Is the code halfword aligned (2 byte alignment)? It may happen that it isn't, then that would be a problem.
I made .align 4 just before the function, followed by the .thumb_func (like all the other ASM function in the others flash code, if not, it also crash in the Handler interrupt) Let me know if something is wrong in this.
When you are preparing the transfer instruction, do you set the lowest bit of the register which you use with the BLX instruction? It needs to be set to identify Thumb mode (0 would be ARM mode, the original 32 bit instruction set, which was removed from the Cortex).
Not sure what you mean by "Transfer instruction", I set nothing, but in the assembly code, I put .thumb_func like usual. By default, I think the Atmel studio set the MCU in the thumb2 mode but not the Assembler, and this is why we have to puth the .thumb_func before each function in assembly or it will crash to the dummy interrupt handler.
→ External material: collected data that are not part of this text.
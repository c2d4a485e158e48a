//! Snapshot wire protocol.
//!
//! Requests are single text lines:
//!
//! ```text
//! snapshot;<verb>[;name:<snapshot-name>][;data:<hex>][;state:start|cont|done]
//! ```
//!
//! Responses are plain strings. Any response containing [`ERROR_SENTINEL`]
//! is a rejection; that check happens in [`Response::classify`], which is
//! the only way to get at the response payload.

use std::{fmt, num::IntErrorKind, str::FromStr};

use thiserror::Error;

use crate::error::SnapshotError;

/// Namespace word in front of every request on the monitor channel.
pub const NAMESPACE: &str = "snapshot";

/// Separator between request fields.
pub const FIELD_SEPARATOR: char = ';';

/// Separator between a field key and its value.
pub const KEY_SEPARATOR: char = ':';

/// Raw bytes per `load` chunk (2048 hex characters on the wire).
pub const CHUNK_SIZE: usize = 1024;

/// Marker the remote side embeds in every failure response.
pub const ERROR_SENTINEL: &str = "SNAPSHOT ERR";

/// Protocol verb.
#[derive(Debug, Clone, Copy, PartialEq, Eq, Hash)]
pub enum Verb {
    Info,
    Create,
    Restore,
    Delete,
    Save,
    Load,
}

impl Verb {
    /// Wire spelling of the verb.
    #[must_use]
    pub const fn as_str(self) -> &'static str {
        match self {
            Self::Info => "info",
            Self::Create => "create",
            Self::Restore => "restore",
            Self::Delete => "delete",
            Self::Save => "save",
            Self::Load => "load",
        }
    }
}

impl fmt::Display for Verb {
    fn fmt(&self, f: &mut fmt::Formatter<'_>) -> fmt::Result {
        f.write_str(self.as_str())
    }
}

impl FromStr for Verb {
    type Err = RequestParseError;

    fn from_str(s: &str) -> Result<Self, Self::Err> {
        match s {
            "info" => Ok(Self::Info),
            "create" => Ok(Self::Create),
            "restore" => Ok(Self::Restore),
            "delete" => Ok(Self::Delete),
            "save" => Ok(Self::Save),
            "load" => Ok(Self::Load),
            other => Err(RequestParseError::UnknownVerb(other.to_string())),
        }
    }
}

/// Phase of a chunked `load` upload, carried in the `state` field.
#[derive(Debug, Clone, Copy, PartialEq, Eq)]
pub enum LoadPhase {
    Start,
    Continuing,
    Done,
}

impl LoadPhase {
    /// Wire spelling of the phase.
    #[must_use]
    pub const fn as_str(self) -> &'static str {
        match self {
            Self::Start => "start",
            Self::Continuing => "cont",
            Self::Done => "done",
        }
    }
}

impl fmt::Display for LoadPhase {
    fn fmt(&self, f: &mut fmt::Formatter<'_>) -> fmt::Result {
        f.write_str(self.as_str())
    }
}

impl FromStr for LoadPhase {
    type Err = RequestParseError;

    fn from_str(s: &str) -> Result<Self, Self::Err> {
        match s {
            "start" => Ok(Self::Start),
            "cont" => Ok(Self::Continuing),
            "done" => Ok(Self::Done),
            other => Err(RequestParseError::InvalidState(other.to_string())),
        }
    }
}

/// Request parse error (remote side of the protocol).
#[derive(Debug, Clone, PartialEq, Error)]
pub enum RequestParseError {
    #[error("missing snapshot namespace")]
    MissingNamespace,
    #[error("unknown verb {0:?}")]
    UnknownVerb(String),
    #[error("field without key separator: {0:?}")]
    MissingSeparator(String),
    #[error("unknown field {0:?}")]
    UnknownField(String),
    #[error("duplicate field {0:?}")]
    DuplicateField(String),
    #[error("invalid state {0:?}")]
    InvalidState(String),
    #[error("invalid hex payload: {0}")]
    InvalidData(#[from] hex::FromHexError),
}

/// One snapshot request.
///
/// Optional fields are omitted from the wire form when `None`.
#[derive(Debug, Clone, PartialEq, Eq)]
pub struct Request {
    pub verb: Verb,
    pub name: Option<String>,
    pub data: Option<Vec<u8>>,
    pub state: Option<LoadPhase>,
}

impl Request {
    const fn bare(verb: Verb) -> Self {
        Self {
            verb,
            name: None,
            data: None,
            state: None,
        }
    }

    fn named(verb: Verb, name: &str) -> Self {
        Self {
            name: Some(name.to_string()),
            ..Self::bare(verb)
        }
    }

    /// `info`
    #[must_use]
    pub const fn info() -> Self {
        Self::bare(Verb::Info)
    }

    /// `create[;name:<name>]`
    #[must_use]
    pub fn create(name: Option<&str>) -> Self {
        Self {
            name: name.map(str::to_string),
            ..Self::bare(Verb::Create)
        }
    }

    /// `restore;name:<name>`
    #[must_use]
    pub fn restore(name: &str) -> Self {
        Self::named(Verb::Restore, name)
    }

    /// `delete;name:<name>`
    #[must_use]
    pub fn delete(name: &str) -> Self {
        Self::named(Verb::Delete, name)
    }

    /// `save;name:<name>`
    #[must_use]
    pub fn save(name: &str) -> Self {
        Self::named(Verb::Save, name)
    }

    /// `load;data:<hex>;state:start|cont`
    #[must_use]
    pub fn load_chunk(phase: LoadPhase, chunk: &[u8]) -> Self {
        Self {
            data: Some(chunk.to_vec()),
            state: Some(phase),
            ..Self::bare(Verb::Load)
        }
    }

    /// `load[;name:<name>];state:done`
    #[must_use]
    pub fn load_done(name: Option<&str>) -> Self {
        Self {
            name: name.map(str::to_string),
            state: Some(LoadPhase::Done),
            ..Self::bare(Verb::Load)
        }
    }

    /// The full line handed to the command channel, namespace included.
    #[must_use]
    pub fn command_line(&self) -> String {
        format!("{NAMESPACE}{FIELD_SEPARATOR}{self}")
    }

    /// Parse a full command line as produced by [`Request::command_line`].
    ///
    /// # Errors
    /// Returns error if the line does not follow the request grammar.
    pub fn parse_command_line(line: &str) -> Result<Self, RequestParseError> {
        let rest = line
            .trim()
            .strip_prefix(NAMESPACE)
            .and_then(|rest| rest.strip_prefix(FIELD_SEPARATOR))
            .ok_or(RequestParseError::MissingNamespace)?;
        rest.parse()
    }
}

impl fmt::Display for Request {
    fn fmt(&self, f: &mut fmt::Formatter<'_>) -> fmt::Result {
        f.write_str(self.verb.as_str())?;
        if let Some(ref name) = self.name {
            write!(f, "{FIELD_SEPARATOR}name{KEY_SEPARATOR}{name}")?;
        }
        if let Some(ref data) = self.data {
            write!(f, "{FIELD_SEPARATOR}data{KEY_SEPARATOR}{}", hex::encode(data))?;
        }
        if let Some(state) = self.state {
            write!(f, "{FIELD_SEPARATOR}state{KEY_SEPARATOR}{state}")?;
        }
        Ok(())
    }
}

impl FromStr for Request {
    type Err = RequestParseError;

    fn from_str(s: &str) -> Result<Self, Self::Err> {
        let mut fields = s.split(FIELD_SEPARATOR);
        let verb: Verb = fields.next().unwrap_or_default().parse()?;
        let mut request = Self::bare(verb);

        for field in fields {
            let (key, value) = field
                .split_once(KEY_SEPARATOR)
                .ok_or_else(|| RequestParseError::MissingSeparator(field.to_string()))?;
            let duplicate = match key {
                "name" => request.name.replace(value.to_string()).is_some(),
                "data" => request.data.replace(hex::decode(value)?).is_some(),
                "state" => request.state.replace(value.parse()?).is_some(),
                other => return Err(RequestParseError::UnknownField(other.to_string())),
            };
            if duplicate {
                return Err(RequestParseError::DuplicateField(key.to_string()));
            }
        }

        Ok(request)
    }
}

/// Check that a caller-supplied name can travel inside a request.
///
/// # Errors
/// Returns [`SnapshotError::InvalidName`] for empty names and names containing
/// a field separator, key separator or line break.
pub fn validate_name(name: &str) -> Result<(), SnapshotError> {
    let breaks_grammar = |c: char| c == FIELD_SEPARATOR || c == KEY_SEPARATOR || c == '\n' || c == '\r';
    if name.is_empty() || name.contains(breaks_grammar) {
        return Err(SnapshotError::InvalidName(name.to_string()));
    }
    Ok(())
}

/// A response that has passed the error sentinel check.
#[derive(Debug, Clone, Copy)]
pub struct Response<'a> {
    verb: Verb,
    text: &'a str,
}

impl<'a> Response<'a> {
    /// Reject responses carrying the error sentinel.
    ///
    /// # Errors
    /// Returns [`SnapshotError::RemoteRejected`] if the sentinel is present.
    pub fn classify(verb: Verb, text: &'a str) -> Result<Self, SnapshotError> {
        if text.contains(ERROR_SENTINEL) {
            tracing::warn!(%verb, response = text.trim(), "Remote rejected request");
            return Err(SnapshotError::RemoteRejected {
                verb,
                response: text.trim().to_string(),
            });
        }
        Ok(Self { verb, text })
    }

    /// Verb this response answers.
    #[must_use]
    pub const fn verb(&self) -> Verb {
        self.verb
    }

    /// Raw response text.
    #[must_use]
    pub const fn text(&self) -> &'a str {
        self.text
    }

    /// Interpret the response as an echoed snapshot name.
    ///
    /// # Errors
    /// Returns error if the response is empty.
    pub fn name(&self) -> Result<&'a str, SnapshotError> {
        let name = self.text.trim();
        if name.is_empty() {
            return Err(SnapshotError::malformed(self.verb, "empty snapshot name"));
        }
        Ok(name)
    }

    /// Interpret the response as a signed decimal byte count.
    ///
    /// Counts outside the `i128` range saturate; they can never match a
    /// chunk length anyway.
    ///
    /// # Errors
    /// Returns error if the response is not a decimal number.
    pub fn ack(&self) -> Result<i128, SnapshotError> {
        let text = self.text.trim();
        match text.parse::<i128>() {
            Ok(count) => Ok(count),
            Err(e) => match e.kind() {
                IntErrorKind::PosOverflow => Ok(i128::MAX),
                IntErrorKind::NegOverflow => Ok(i128::MIN),
                _ => Err(SnapshotError::malformed(
                    self.verb,
                    format!("expected a byte count, got {text:?}"),
                )),
            },
        }
    }

    /// Interpret the response as a hex-encoded blob.
    ///
    /// # Errors
    /// Returns error if the response is not valid hex.
    pub fn blob(&self) -> Result<Vec<u8>, SnapshotError> {
        hex::decode(self.text.trim())
            .map_err(|e| SnapshotError::malformed(self.verb, format!("invalid hex payload: {e}")))
    }
}

#[cfg(test)]
mod tests {
    use super::*;
    use crate::ErrorKind;

    #[test]
    fn test_request_encoding() {
        assert_eq!(Request::info().to_string(), "info");
        assert_eq!(Request::create(None).to_string(), "create");
        assert_eq!(Request::create(Some("alpha")).to_string(), "create;name:alpha");
        assert_eq!(Request::restore("alpha").to_string(), "restore;name:alpha");
        assert_eq!(Request::delete("alpha").to_string(), "delete;name:alpha");
        assert_eq!(Request::save("alpha").to_string(), "save;name:alpha");
        assert_eq!(
            Request::load_chunk(LoadPhase::Start, &[0xde, 0xad, 0x0f]).to_string(),
            "load;data:dead0f;state:start"
        );
        assert_eq!(
            Request::load_chunk(LoadPhase::Continuing, &[]).to_string(),
            "load;data:;state:cont"
        );
        assert_eq!(Request::load_done(None).to_string(), "load;state:done");
        assert_eq!(
            Request::load_done(Some("beta")).to_string(),
            "load;name:beta;state:done"
        );
    }

    #[test]
    fn test_command_line_has_namespace() {
        assert_eq!(Request::info().command_line(), "snapshot;info");
        assert_eq!(
            Request::restore("alpha").command_line(),
            "snapshot;restore;name:alpha"
        );
    }

    #[test]
    fn test_parse_command_line() {
        let request = Request::parse_command_line("snapshot;load;data:00ff;state:cont").unwrap();
        assert_eq!(request, Request::load_chunk(LoadPhase::Continuing, &[0x00, 0xff]));

        let request = Request::parse_command_line("snapshot;load;state:done;name:x").unwrap();
        assert_eq!(request, Request::load_done(Some("x")));
    }

    #[test]
    fn test_parse_rejects_bad_lines() {
        assert_eq!(
            Request::parse_command_line("info"),
            Err(RequestParseError::MissingNamespace)
        );
        assert_eq!(
            Request::parse_command_line("snapshot;frobnicate"),
            Err(RequestParseError::UnknownVerb("frobnicate".into()))
        );
        assert_eq!(
            Request::parse_command_line("snapshot;save;alpha"),
            Err(RequestParseError::MissingSeparator("alpha".into()))
        );
        assert_eq!(
            Request::parse_command_line("snapshot;save;name:a;name:b"),
            Err(RequestParseError::DuplicateField("name".into()))
        );
        assert_eq!(
            Request::parse_command_line("snapshot;load;state:later"),
            Err(RequestParseError::InvalidState("later".into()))
        );
        assert!(matches!(
            Request::parse_command_line("snapshot;load;data:zz;state:start"),
            Err(RequestParseError::InvalidData(_))
        ));
    }

    #[test]
    fn test_validate_name() {
        assert!(validate_name("alpha").is_ok());
        assert!(validate_name("with space").is_ok());
        for bad in ["", "a;b", "a:b", "a\nb"] {
            assert_eq!(validate_name(bad).unwrap_err().kind(), ErrorKind::InvalidName);
        }
    }

    #[test]
    fn test_sentinel_checked_first() {
        let err = Response::classify(Verb::Save, "SNAPSHOT ERR: no such snapshot").unwrap_err();
        assert_eq!(err.kind(), ErrorKind::RemoteRejected);

        // A sentinel anywhere in the text counts, even surrounded by hex.
        let err = Response::classify(Verb::Save, "00ffSNAPSHOT ERR").unwrap_err();
        assert_eq!(err.kind(), ErrorKind::RemoteRejected);
    }

    #[test]
    fn test_response_interpretation() {
        let resp = Response::classify(Verb::Load, " 1024\n").unwrap();
        assert_eq!(resp.ack().unwrap(), 1024);

        let resp = Response::classify(Verb::Load, "-1").unwrap();
        assert_eq!(resp.ack().unwrap(), -1);

        let resp = Response::classify(Verb::Load, "-99999999999999999999999999999999999999999").unwrap();
        assert_eq!(resp.ack().unwrap(), i128::MIN);

        let resp = Response::classify(Verb::Load, "ok").unwrap();
        assert_eq!(resp.ack().unwrap_err().kind(), ErrorKind::MalformedResponse);

        let resp = Response::classify(Verb::Load, "").unwrap();
        assert_eq!(resp.ack().unwrap_err().kind(), ErrorKind::MalformedResponse);

        let resp = Response::classify(Verb::Create, "alpha\n").unwrap();
        assert_eq!(resp.name().unwrap(), "alpha");

        let resp = Response::classify(Verb::Create, "  ").unwrap();
        assert_eq!(resp.name().unwrap_err().kind(), ErrorKind::MalformedResponse);

        let resp = Response::classify(Verb::Save, "DEADbeef").unwrap();
        assert_eq!(resp.blob().unwrap(), vec![0xde, 0xad, 0xbe, 0xef]);

        let resp = Response::classify(Verb::Save, "abc").unwrap();
        assert_eq!(resp.blob().unwrap_err().kind(), ErrorKind::MalformedResponse);
    }
}
//! GDB Remote Serial Protocol packet framing.
//!
//! ```text
//! $<packet-data>#<checksum>
//! ```
//!
//! The checksum is the modulo-256 sum of the transmitted packet-data bytes,
//! as two hex digits. Inside packet-data, `}` escapes the next byte (XOR
//! `0x20`) and `X*n` repeats `X` another `n - 29` times.

use bytes::{BufMut, BytesMut};
use thiserror::Error;

/// Start of a packet.
pub const PACKET_START: u8 = b'$';
/// End of packet-data, followed by two checksum digits.
pub const PACKET_END: u8 = b'#';
/// Positive acknowledgement.
pub const ACK: u8 = b'+';
/// Negative acknowledgement; requests retransmission.
pub const NACK: u8 = b'-';

const ESCAPE: u8 = b'}';
const RUN_LENGTH: u8 = b'*';
const RUN_LENGTH_BIAS: u8 = 29;

/// Packet decoding error.
#[derive(Debug, Clone, PartialEq, Eq, Error)]
pub enum PacketError {
    #[error("escape at end of packet")]
    TrailingEscape,
    #[error("run-length marker without a preceding byte")]
    RunWithoutByte,
    #[error("run-length marker without a count")]
    MissingRunCount,
    #[error("invalid run-length count {0:#04x}")]
    InvalidRunCount(u8),
    #[error("invalid checksum digits {0:?}")]
    InvalidChecksum(String),
}

/// Modulo-256 sum of `data`.
#[must_use]
pub fn checksum(data: &[u8]) -> u8 {
    data.iter().fold(0u8, |sum, &b| sum.wrapping_add(b))
}

/// Frame `payload` as a complete packet, escaping special bytes.
#[must_use]
pub fn encode(payload: &[u8]) -> BytesMut {
    let mut frame = BytesMut::with_capacity(payload.len() + 4);
    frame.put_u8(PACKET_START);
    for &b in payload {
        if matches!(b, PACKET_START | PACKET_END | ESCAPE | RUN_LENGTH) {
            frame.put_u8(ESCAPE);
            frame.put_u8(b ^ 0x20);
        } else {
            frame.put_u8(b);
        }
    }
    let sum = checksum(&frame[1..]);
    frame.put_u8(PACKET_END);
    frame.extend_from_slice(format!("{sum:02x}").as_bytes());
    frame
}

/// Parse the two checksum digits following `#`.
///
/// # Errors
/// Returns error if the digits are not hex.
pub fn parse_checksum(digits: [u8; 2]) -> Result<u8, PacketError> {
    std::str::from_utf8(&digits)
        .ok()
        .and_then(|s| u8::from_str_radix(s, 16).ok())
        .ok_or_else(|| PacketError::InvalidChecksum(String::from_utf8_lossy(&digits).into_owned()))
}

/// Expand escapes and run-length encoding in received packet-data.
///
/// # Errors
/// Returns error on a dangling escape or a malformed run.
pub fn decode(data: &[u8]) -> Result<Vec<u8>, PacketError> {
    let mut out = Vec::with_capacity(data.len());
    let mut bytes = data.iter().copied();

    while let Some(b) = bytes.next() {
        match b {
            ESCAPE => out.push(bytes.next().ok_or(PacketError::TrailingEscape)? ^ 0x20),
            RUN_LENGTH => {
                let &last = out.last().ok_or(PacketError::RunWithoutByte)?;
                let count = bytes.next().ok_or(PacketError::MissingRunCount)?;
                let repeat = count
                    .checked_sub(RUN_LENGTH_BIAS)
                    .ok_or(PacketError::InvalidRunCount(count))?;
                out.extend(std::iter::repeat_n(last, usize::from(repeat)));
            }
            _ => out.push(b),
        }
    }

    Ok(out)
}
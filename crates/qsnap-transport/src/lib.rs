//! Command channels for the snapshot monitor protocol.
//!
//! Provides:
//! - GDB Remote Serial Protocol packet framing
//! - `RspChannel` - `qRcmd` monitor channel (feature: rsp)
//! - `MemoryTarget` - In-memory emulated target (feature: memory)

pub mod packet;

#[cfg(feature = "rsp")]
pub mod rsp;

#[cfg(feature = "memory")]
pub mod memory;

#[cfg(feature = "rsp")]
pub use rsp::RspChannel;

#[cfg(feature = "memory")]
pub use memory::{Machine, MemoryTarget};
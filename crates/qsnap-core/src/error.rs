//! Snapshot protocol error taxonomy.

use thiserror::Error;

use crate::protocol::{LoadPhase, Verb};
use crate::traits::ChannelError;

/// Failure of a snapshot operation.
#[derive(Debug, Error)]
pub enum SnapshotError {
    /// The response carried the error sentinel.
    #[error("Remote rejected {verb}: {response}")]
    RemoteRejected { verb: Verb, response: String },
    /// The echoed name is not the one that was requested.
    #[error("Name mismatch: requested {expected:?}, remote answered {actual:?}")]
    NameMismatch { expected: String, actual: String },
    /// Client-side catalog lookup failed before sending.
    #[error("Snapshot {0} not found")]
    NotFound(String),
    #[error("Malformed {verb} response: {reason}")]
    MalformedResponse { verb: Verb, reason: String },
    /// The remote side consumed a different number of bytes than the chunk carried.
    #[error(
        "Chunk size mismatch at offset {offset} (state: {phase}): sent {sent} bytes, remote acknowledged {acknowledged}"
    )]
    ChunkSizeMismatch {
        phase: LoadPhase,
        offset: usize,
        sent: usize,
        acknowledged: i128,
    },
    /// The name would break the request grammar.
    #[error("Invalid snapshot name {0:?}")]
    InvalidName(String),
    #[error("Channel error: {0}")]
    Channel(#[from] ChannelError),
}

/// Kind of a [`SnapshotError`], for matching without destructuring.
#[derive(Debug, Clone, Copy, PartialEq, Eq)]
pub enum ErrorKind {
    RemoteRejected,
    NameMismatch,
    NotFound,
    MalformedResponse,
    ChunkSizeMismatch,
    InvalidName,
    Channel,
}

impl SnapshotError {
    /// Build a [`SnapshotError::MalformedResponse`].
    pub fn malformed(verb: Verb, reason: impl Into<String>) -> Self {
        Self::MalformedResponse {
            verb,
            reason: reason.into(),
        }
    }

    /// Classify this error.
    #[must_use]
    pub const fn kind(&self) -> ErrorKind {
        match self {
            Self::RemoteRejected { .. } => ErrorKind::RemoteRejected,
            Self::NameMismatch { .. } => ErrorKind::NameMismatch,
            Self::NotFound(_) => ErrorKind::NotFound,
            Self::MalformedResponse { .. } => ErrorKind::MalformedResponse,
            Self::ChunkSizeMismatch { .. } => ErrorKind::ChunkSizeMismatch,
            Self::InvalidName(_) => ErrorKind::InvalidName,
            Self::Channel(_) => ErrorKind::Channel,
        }
    }
}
I think all is good for this one.
It might be that the RAM is marked non-executable by default in the Memory Management Unit (I dunno about this part for now, it could be that such doesn't exist at all, but I wouldn't be surprised if it existed).
Okey, this one can be the potential problem, I will check for that.
If you are setting up the interrupt vector directly to have the interrupt code in RAM, it might demand more strict alignment (4 byte? 8 byte?). Also in the vector table you have to have the lowest bit of the vector set 1 (Thumb mode, again).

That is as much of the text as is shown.